Materials provided below:

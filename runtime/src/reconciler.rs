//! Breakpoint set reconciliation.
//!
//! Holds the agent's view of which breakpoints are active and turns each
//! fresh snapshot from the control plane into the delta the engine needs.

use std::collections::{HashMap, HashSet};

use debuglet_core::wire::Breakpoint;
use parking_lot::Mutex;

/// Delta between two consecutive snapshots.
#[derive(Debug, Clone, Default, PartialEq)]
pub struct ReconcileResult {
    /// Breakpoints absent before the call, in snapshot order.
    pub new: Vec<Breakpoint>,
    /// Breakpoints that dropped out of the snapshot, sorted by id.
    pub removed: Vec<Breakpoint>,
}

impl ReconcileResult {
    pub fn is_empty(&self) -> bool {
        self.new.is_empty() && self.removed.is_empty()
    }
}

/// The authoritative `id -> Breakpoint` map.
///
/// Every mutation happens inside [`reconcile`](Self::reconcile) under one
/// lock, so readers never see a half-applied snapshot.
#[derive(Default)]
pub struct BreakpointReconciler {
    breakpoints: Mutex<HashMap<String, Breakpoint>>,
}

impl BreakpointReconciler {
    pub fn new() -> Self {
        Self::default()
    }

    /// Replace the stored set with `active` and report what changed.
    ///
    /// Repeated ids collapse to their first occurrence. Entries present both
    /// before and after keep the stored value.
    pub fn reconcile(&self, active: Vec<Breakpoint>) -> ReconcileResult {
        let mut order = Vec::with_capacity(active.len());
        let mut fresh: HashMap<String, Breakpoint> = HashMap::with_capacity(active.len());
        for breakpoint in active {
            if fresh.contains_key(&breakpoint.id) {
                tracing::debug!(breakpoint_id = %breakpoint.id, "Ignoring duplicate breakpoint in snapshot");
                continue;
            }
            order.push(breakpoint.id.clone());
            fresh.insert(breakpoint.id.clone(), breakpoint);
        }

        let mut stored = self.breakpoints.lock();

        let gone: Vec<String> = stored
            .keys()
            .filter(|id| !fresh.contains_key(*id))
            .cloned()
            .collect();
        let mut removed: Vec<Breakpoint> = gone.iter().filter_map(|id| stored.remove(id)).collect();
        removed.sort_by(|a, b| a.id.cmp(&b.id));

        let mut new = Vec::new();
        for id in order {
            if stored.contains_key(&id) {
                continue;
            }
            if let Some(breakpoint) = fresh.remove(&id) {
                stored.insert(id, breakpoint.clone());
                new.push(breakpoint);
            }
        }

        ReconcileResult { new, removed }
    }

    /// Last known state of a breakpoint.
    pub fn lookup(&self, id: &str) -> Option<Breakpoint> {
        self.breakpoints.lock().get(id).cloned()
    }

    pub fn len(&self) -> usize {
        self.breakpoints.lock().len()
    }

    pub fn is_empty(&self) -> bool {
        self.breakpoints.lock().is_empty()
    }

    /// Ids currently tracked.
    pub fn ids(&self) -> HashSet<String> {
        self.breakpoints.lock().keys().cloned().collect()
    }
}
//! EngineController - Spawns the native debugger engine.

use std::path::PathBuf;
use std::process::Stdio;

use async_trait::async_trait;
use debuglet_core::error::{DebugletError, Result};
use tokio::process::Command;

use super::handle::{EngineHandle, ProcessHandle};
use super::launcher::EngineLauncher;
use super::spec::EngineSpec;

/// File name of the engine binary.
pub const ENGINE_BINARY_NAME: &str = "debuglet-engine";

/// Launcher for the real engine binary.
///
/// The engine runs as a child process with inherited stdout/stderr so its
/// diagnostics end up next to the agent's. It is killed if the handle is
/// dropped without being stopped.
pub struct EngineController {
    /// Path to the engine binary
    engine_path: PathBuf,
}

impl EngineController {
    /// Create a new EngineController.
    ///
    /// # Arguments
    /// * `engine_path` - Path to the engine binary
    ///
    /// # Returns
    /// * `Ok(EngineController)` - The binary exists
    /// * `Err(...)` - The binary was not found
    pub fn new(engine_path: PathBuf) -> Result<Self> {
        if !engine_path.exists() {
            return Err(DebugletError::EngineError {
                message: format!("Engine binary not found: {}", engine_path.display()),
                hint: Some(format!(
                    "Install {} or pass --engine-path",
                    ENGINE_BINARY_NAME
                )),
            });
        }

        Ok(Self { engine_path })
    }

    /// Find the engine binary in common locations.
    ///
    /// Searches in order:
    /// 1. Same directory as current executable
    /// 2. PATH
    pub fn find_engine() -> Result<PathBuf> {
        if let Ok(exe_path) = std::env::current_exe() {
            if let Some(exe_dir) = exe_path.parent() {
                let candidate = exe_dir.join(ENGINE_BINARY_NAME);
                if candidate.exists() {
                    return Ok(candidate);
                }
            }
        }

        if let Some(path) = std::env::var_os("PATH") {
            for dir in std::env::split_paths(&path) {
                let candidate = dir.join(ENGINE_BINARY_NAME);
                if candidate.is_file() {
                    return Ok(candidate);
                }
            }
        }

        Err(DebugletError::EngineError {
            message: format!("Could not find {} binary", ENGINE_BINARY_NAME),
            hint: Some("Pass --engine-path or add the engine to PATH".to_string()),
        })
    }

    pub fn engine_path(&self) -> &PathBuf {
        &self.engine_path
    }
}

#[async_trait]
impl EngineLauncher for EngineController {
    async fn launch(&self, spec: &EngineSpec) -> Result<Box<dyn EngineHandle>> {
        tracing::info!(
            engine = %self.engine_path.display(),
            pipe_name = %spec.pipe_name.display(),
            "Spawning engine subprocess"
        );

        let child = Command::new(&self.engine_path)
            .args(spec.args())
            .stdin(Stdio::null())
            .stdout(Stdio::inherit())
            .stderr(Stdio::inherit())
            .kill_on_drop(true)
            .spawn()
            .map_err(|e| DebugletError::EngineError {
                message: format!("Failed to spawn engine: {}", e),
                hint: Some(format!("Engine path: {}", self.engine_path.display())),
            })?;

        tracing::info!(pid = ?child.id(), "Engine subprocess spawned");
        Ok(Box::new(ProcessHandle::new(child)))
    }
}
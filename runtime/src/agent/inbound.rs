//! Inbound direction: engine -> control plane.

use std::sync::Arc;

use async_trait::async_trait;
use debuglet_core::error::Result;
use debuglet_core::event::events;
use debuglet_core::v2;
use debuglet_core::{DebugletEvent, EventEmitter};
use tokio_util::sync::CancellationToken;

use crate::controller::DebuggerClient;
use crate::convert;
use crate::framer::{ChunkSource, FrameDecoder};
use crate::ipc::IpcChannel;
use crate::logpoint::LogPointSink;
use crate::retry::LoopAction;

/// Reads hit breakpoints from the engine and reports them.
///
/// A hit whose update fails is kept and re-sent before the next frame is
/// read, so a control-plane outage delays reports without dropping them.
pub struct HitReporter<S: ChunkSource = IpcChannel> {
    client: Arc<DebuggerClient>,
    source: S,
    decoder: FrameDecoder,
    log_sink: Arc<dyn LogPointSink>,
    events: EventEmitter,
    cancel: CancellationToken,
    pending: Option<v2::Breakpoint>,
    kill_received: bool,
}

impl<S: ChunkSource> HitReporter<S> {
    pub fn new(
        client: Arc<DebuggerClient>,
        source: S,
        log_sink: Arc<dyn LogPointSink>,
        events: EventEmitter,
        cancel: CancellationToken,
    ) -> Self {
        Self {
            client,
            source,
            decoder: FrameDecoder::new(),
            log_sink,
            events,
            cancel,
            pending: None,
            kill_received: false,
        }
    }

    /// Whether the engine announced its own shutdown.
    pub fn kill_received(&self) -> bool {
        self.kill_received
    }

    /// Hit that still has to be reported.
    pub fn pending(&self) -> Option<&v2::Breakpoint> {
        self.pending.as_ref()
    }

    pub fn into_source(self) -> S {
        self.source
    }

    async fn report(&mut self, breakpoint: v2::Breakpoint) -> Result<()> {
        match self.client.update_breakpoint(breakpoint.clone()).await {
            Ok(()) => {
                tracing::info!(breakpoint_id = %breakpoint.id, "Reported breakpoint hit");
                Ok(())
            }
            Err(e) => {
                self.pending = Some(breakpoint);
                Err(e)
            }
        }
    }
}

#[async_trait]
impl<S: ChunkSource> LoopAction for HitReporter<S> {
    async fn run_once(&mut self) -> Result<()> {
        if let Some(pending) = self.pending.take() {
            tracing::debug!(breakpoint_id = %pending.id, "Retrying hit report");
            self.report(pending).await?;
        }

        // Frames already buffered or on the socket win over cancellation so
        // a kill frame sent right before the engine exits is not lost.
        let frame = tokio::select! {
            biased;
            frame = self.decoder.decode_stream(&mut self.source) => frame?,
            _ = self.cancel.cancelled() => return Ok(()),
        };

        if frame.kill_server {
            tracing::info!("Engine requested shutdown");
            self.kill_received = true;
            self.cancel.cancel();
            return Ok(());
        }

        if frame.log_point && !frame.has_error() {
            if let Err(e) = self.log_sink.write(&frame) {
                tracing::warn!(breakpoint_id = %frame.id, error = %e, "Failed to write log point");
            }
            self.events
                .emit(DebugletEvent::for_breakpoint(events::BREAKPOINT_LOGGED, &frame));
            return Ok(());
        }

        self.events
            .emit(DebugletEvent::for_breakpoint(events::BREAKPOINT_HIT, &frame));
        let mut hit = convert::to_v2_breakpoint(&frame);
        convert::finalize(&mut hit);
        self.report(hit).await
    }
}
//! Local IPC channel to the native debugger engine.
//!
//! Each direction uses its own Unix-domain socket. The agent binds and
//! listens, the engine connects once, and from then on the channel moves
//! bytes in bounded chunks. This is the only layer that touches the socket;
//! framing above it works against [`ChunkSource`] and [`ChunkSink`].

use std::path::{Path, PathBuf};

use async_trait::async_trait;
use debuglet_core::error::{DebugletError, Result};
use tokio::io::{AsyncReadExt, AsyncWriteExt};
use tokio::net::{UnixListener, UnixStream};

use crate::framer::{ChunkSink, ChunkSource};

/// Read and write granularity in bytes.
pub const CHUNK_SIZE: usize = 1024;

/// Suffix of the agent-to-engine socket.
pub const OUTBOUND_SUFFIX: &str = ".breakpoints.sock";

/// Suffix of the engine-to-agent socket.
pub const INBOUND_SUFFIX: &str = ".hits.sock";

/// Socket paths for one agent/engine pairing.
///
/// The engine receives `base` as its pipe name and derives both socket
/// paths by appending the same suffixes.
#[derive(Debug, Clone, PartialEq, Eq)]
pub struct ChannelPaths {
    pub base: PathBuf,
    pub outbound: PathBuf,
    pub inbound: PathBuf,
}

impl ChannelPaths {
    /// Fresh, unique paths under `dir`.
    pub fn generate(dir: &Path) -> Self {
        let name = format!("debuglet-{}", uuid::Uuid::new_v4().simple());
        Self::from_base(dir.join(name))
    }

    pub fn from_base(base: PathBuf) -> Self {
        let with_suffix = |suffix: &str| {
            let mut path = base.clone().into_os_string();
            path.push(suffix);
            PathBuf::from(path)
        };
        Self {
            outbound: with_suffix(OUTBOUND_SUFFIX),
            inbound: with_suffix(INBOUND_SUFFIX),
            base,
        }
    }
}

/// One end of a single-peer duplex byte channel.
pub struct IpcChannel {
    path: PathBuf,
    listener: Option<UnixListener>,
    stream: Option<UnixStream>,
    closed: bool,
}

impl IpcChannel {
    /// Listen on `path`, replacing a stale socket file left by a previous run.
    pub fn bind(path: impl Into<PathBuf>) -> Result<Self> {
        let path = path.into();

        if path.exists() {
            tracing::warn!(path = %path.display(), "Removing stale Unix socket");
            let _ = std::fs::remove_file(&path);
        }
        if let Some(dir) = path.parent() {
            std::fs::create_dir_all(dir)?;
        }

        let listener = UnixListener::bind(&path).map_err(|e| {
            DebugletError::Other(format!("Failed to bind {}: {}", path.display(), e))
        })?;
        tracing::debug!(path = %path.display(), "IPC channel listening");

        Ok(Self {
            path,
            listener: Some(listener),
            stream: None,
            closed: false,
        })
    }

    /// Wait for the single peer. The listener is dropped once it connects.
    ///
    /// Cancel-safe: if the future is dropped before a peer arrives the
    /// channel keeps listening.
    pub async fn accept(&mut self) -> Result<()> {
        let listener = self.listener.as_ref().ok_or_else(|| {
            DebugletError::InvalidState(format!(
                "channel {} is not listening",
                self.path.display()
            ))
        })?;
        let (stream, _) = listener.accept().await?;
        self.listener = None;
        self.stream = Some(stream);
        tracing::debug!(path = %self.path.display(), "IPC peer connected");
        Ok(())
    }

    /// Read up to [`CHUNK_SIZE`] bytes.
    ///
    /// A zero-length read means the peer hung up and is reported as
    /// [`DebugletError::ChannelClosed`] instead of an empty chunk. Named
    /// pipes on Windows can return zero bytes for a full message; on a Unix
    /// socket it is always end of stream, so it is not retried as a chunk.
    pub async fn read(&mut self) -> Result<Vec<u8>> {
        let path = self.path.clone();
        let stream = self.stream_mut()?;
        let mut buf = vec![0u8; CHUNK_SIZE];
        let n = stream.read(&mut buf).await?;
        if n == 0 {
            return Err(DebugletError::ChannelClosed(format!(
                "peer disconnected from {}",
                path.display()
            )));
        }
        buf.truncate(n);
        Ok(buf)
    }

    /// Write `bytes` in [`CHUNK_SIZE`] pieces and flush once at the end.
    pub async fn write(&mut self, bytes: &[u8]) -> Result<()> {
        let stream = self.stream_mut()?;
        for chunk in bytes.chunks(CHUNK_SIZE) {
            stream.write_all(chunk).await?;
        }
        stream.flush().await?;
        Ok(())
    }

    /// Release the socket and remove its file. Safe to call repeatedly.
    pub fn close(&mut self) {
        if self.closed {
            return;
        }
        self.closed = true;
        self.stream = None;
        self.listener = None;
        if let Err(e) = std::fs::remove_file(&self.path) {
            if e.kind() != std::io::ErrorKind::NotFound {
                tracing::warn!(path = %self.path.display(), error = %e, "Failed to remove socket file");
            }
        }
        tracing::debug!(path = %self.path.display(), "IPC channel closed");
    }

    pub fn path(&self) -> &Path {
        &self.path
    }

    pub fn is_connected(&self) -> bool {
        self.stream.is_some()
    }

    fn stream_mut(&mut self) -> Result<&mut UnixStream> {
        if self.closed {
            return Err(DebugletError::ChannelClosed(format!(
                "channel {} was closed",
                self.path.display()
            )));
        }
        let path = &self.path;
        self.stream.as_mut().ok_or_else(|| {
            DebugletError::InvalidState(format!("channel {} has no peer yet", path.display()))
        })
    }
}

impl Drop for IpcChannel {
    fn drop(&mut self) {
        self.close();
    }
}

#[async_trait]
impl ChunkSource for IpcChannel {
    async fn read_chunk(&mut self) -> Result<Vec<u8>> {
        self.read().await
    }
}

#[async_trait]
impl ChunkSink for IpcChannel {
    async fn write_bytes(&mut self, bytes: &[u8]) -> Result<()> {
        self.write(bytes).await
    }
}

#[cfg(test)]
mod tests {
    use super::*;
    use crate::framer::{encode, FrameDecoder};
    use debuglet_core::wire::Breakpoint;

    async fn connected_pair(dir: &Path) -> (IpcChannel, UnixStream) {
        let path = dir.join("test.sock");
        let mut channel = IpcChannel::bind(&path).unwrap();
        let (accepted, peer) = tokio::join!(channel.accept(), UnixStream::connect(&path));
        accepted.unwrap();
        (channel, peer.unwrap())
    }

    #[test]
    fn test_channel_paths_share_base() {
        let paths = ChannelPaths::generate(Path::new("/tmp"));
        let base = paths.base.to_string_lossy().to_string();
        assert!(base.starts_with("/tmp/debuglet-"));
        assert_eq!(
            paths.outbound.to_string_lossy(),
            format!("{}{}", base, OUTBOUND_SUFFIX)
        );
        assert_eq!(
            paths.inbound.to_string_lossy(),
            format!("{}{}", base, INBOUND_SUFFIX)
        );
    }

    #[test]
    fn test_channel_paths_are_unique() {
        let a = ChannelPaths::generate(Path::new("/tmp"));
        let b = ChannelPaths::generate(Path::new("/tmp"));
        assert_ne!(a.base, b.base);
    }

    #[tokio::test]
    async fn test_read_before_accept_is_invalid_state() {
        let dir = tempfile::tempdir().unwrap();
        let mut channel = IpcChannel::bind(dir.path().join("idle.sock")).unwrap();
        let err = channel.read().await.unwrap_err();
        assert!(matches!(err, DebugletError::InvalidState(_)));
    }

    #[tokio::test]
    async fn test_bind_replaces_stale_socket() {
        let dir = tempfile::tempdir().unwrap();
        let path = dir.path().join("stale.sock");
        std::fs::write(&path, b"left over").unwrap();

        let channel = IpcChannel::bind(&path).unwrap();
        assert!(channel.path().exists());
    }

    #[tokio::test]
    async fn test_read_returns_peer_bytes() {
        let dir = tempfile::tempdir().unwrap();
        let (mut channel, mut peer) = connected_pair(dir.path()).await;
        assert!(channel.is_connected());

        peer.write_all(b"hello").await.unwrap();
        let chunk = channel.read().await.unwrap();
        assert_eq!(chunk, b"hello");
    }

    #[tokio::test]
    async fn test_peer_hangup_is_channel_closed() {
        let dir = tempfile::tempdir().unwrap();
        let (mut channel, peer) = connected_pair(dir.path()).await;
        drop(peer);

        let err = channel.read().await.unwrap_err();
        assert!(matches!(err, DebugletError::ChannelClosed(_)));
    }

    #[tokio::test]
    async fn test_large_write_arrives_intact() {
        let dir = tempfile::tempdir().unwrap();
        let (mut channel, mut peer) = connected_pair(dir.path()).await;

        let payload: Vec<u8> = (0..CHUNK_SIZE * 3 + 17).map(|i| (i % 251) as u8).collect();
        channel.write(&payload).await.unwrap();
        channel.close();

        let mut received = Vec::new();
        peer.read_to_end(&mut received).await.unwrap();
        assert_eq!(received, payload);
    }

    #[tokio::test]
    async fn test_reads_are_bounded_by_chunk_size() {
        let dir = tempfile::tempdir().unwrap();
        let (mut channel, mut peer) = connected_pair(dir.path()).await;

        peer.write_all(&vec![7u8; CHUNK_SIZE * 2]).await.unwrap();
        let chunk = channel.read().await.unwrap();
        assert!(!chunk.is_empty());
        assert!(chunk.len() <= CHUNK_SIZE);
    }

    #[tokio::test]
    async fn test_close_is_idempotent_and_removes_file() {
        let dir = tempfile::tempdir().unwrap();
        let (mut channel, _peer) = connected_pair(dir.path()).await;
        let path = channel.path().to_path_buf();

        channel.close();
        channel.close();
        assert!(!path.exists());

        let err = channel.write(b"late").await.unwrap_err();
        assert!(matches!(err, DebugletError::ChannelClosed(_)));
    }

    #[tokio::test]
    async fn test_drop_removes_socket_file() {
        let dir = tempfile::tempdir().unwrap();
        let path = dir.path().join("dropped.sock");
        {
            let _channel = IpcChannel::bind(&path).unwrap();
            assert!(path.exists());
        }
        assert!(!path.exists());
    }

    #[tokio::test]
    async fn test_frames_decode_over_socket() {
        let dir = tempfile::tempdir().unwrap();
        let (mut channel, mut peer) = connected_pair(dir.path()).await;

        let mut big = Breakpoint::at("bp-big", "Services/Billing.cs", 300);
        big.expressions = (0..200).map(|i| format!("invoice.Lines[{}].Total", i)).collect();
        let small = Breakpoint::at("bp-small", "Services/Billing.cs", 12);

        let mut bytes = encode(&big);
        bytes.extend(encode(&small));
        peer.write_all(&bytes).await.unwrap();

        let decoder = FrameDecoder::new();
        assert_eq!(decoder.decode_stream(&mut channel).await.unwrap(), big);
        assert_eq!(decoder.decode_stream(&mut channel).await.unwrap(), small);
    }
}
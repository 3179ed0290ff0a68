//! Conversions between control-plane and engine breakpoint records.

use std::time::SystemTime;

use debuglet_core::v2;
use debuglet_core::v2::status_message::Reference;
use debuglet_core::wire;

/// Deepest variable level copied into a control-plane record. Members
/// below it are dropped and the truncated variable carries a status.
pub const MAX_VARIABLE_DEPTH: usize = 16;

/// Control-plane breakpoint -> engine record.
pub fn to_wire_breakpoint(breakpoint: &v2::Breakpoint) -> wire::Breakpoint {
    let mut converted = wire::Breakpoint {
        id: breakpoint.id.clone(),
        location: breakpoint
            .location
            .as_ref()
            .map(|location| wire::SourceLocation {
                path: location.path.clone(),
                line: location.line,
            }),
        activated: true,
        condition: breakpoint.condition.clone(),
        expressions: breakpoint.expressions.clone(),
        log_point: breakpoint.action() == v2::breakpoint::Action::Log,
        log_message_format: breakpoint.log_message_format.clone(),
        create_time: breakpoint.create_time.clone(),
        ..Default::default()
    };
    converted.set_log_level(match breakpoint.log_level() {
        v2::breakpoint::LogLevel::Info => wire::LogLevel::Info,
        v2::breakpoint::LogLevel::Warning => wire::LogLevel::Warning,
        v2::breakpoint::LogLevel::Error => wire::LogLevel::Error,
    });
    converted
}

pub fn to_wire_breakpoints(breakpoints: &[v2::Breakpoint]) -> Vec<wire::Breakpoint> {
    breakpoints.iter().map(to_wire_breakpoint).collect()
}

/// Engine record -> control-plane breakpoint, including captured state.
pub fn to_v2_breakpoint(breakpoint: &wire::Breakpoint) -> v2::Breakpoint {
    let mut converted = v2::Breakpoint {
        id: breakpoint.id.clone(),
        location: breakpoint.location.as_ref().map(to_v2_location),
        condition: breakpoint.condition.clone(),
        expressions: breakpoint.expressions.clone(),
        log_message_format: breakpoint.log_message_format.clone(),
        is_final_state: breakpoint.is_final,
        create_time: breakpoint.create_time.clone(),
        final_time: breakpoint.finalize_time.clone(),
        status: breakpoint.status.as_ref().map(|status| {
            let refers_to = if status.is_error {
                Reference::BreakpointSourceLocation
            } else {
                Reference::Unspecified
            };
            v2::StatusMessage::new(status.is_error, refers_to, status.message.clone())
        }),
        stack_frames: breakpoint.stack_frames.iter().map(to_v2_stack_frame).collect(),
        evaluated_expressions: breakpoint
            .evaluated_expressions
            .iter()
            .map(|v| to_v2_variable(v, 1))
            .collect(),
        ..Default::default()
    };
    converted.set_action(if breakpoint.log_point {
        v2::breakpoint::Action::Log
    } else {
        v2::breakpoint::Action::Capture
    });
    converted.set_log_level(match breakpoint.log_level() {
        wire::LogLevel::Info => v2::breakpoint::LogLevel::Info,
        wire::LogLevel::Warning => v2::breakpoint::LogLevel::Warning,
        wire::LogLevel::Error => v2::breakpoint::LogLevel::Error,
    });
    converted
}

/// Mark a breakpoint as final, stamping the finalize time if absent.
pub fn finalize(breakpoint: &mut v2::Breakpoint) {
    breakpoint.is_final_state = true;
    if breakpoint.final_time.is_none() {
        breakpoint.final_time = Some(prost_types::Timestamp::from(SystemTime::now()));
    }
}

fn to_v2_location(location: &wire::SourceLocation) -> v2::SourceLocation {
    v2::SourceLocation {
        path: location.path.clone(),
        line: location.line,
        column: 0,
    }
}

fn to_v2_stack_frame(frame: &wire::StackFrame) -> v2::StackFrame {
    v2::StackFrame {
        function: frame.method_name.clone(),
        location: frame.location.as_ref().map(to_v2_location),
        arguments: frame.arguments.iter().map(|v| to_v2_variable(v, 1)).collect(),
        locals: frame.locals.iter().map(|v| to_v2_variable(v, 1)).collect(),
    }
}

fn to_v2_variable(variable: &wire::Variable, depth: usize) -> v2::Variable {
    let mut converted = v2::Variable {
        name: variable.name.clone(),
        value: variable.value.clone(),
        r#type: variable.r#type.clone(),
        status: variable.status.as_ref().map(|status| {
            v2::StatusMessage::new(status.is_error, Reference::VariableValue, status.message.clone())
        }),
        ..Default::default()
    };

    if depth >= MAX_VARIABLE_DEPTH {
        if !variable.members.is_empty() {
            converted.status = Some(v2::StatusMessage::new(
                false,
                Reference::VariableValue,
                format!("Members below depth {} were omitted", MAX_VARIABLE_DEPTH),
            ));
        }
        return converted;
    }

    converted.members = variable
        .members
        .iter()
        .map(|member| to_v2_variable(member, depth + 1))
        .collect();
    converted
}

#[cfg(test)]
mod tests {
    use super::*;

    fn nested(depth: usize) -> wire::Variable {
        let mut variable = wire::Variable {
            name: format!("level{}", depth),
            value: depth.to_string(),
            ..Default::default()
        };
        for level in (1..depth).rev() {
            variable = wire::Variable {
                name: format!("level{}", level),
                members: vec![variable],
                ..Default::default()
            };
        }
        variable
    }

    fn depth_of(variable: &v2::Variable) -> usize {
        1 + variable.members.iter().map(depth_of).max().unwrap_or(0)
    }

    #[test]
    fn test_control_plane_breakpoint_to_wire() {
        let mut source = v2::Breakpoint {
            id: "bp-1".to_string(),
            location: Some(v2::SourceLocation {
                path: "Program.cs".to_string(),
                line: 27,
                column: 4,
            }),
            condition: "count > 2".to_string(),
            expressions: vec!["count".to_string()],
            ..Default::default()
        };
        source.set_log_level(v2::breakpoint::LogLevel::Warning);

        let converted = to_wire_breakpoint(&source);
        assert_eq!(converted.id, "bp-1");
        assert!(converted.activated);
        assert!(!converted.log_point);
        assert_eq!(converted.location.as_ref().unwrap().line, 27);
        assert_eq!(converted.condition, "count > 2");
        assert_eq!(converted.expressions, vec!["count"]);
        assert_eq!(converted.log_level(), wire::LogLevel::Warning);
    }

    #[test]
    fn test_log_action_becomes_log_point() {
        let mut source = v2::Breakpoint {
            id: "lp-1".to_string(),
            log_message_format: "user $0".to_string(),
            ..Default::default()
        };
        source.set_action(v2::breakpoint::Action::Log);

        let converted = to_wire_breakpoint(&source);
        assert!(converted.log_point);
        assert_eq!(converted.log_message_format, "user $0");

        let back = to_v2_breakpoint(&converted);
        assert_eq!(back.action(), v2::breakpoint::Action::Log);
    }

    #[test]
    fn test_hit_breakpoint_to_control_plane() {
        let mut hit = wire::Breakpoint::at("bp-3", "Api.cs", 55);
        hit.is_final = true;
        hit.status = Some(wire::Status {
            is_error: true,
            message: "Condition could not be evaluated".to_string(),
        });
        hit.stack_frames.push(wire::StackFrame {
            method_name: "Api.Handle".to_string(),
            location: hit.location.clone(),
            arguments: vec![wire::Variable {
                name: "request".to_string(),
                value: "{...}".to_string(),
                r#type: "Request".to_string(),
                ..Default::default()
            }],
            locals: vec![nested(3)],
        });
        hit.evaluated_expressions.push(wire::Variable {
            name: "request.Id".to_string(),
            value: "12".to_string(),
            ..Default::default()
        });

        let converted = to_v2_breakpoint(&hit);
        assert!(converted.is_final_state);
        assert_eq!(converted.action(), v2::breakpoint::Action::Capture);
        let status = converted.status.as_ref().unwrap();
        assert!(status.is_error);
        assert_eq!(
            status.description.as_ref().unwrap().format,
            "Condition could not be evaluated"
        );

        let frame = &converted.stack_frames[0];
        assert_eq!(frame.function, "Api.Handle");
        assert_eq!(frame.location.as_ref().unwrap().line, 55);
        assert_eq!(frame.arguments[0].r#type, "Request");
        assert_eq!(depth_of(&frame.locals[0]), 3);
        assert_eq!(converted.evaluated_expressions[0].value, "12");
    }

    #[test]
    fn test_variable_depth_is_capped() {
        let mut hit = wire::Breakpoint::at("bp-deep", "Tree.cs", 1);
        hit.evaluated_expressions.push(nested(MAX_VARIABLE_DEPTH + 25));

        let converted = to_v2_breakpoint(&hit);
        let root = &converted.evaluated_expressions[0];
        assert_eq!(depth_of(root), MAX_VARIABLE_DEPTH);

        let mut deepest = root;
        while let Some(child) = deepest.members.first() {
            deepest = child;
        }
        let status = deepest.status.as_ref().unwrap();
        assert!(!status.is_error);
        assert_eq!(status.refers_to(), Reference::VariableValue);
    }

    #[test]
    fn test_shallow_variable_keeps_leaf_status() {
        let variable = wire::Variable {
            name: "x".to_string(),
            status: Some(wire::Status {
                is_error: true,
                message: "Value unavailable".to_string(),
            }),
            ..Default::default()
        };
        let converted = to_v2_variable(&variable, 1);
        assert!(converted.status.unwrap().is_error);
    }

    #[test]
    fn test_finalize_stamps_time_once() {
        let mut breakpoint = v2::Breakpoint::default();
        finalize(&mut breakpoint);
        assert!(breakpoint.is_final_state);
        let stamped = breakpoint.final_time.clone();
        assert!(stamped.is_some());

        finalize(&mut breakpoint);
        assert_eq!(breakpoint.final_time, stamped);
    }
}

End of Materials provided.

Exercise prompt.
Could you return exactly the lines above from the line with "assert_eq!(converted.log_level(), wire::LogLevel::Warning);" to the line with "hit.status = Some(wire::Status", both included, and nothing else?

Response.
        assert_eq!(converted.log_level(), wire::LogLevel::Warning);
    }

    #[test]
    fn test_log_action_becomes_log_point() {
        let mut source = v2::Breakpoint {
            id: "lp-1".to_string(),
            log_message_format: "user $0".to_string(),
            ..Default::default()
        };
        source.set_action(v2::breakpoint::Action::Log);

        let converted = to_wire_breakpoint(&source);
        assert!(converted.log_point);
        assert_eq!(converted.log_message_format, "user $0");

        let back = to_v2_breakpoint(&converted);
        assert_eq!(back.action(), v2::breakpoint::Action::Log);
    }

    #[test]
    fn test_hit_breakpoint_to_control_plane() {
        let mut hit = wire::Breakpoint::at("bp-3", "Api.cs", 55);
        hit.is_final = true;
        hit.status = Some(wire::Status {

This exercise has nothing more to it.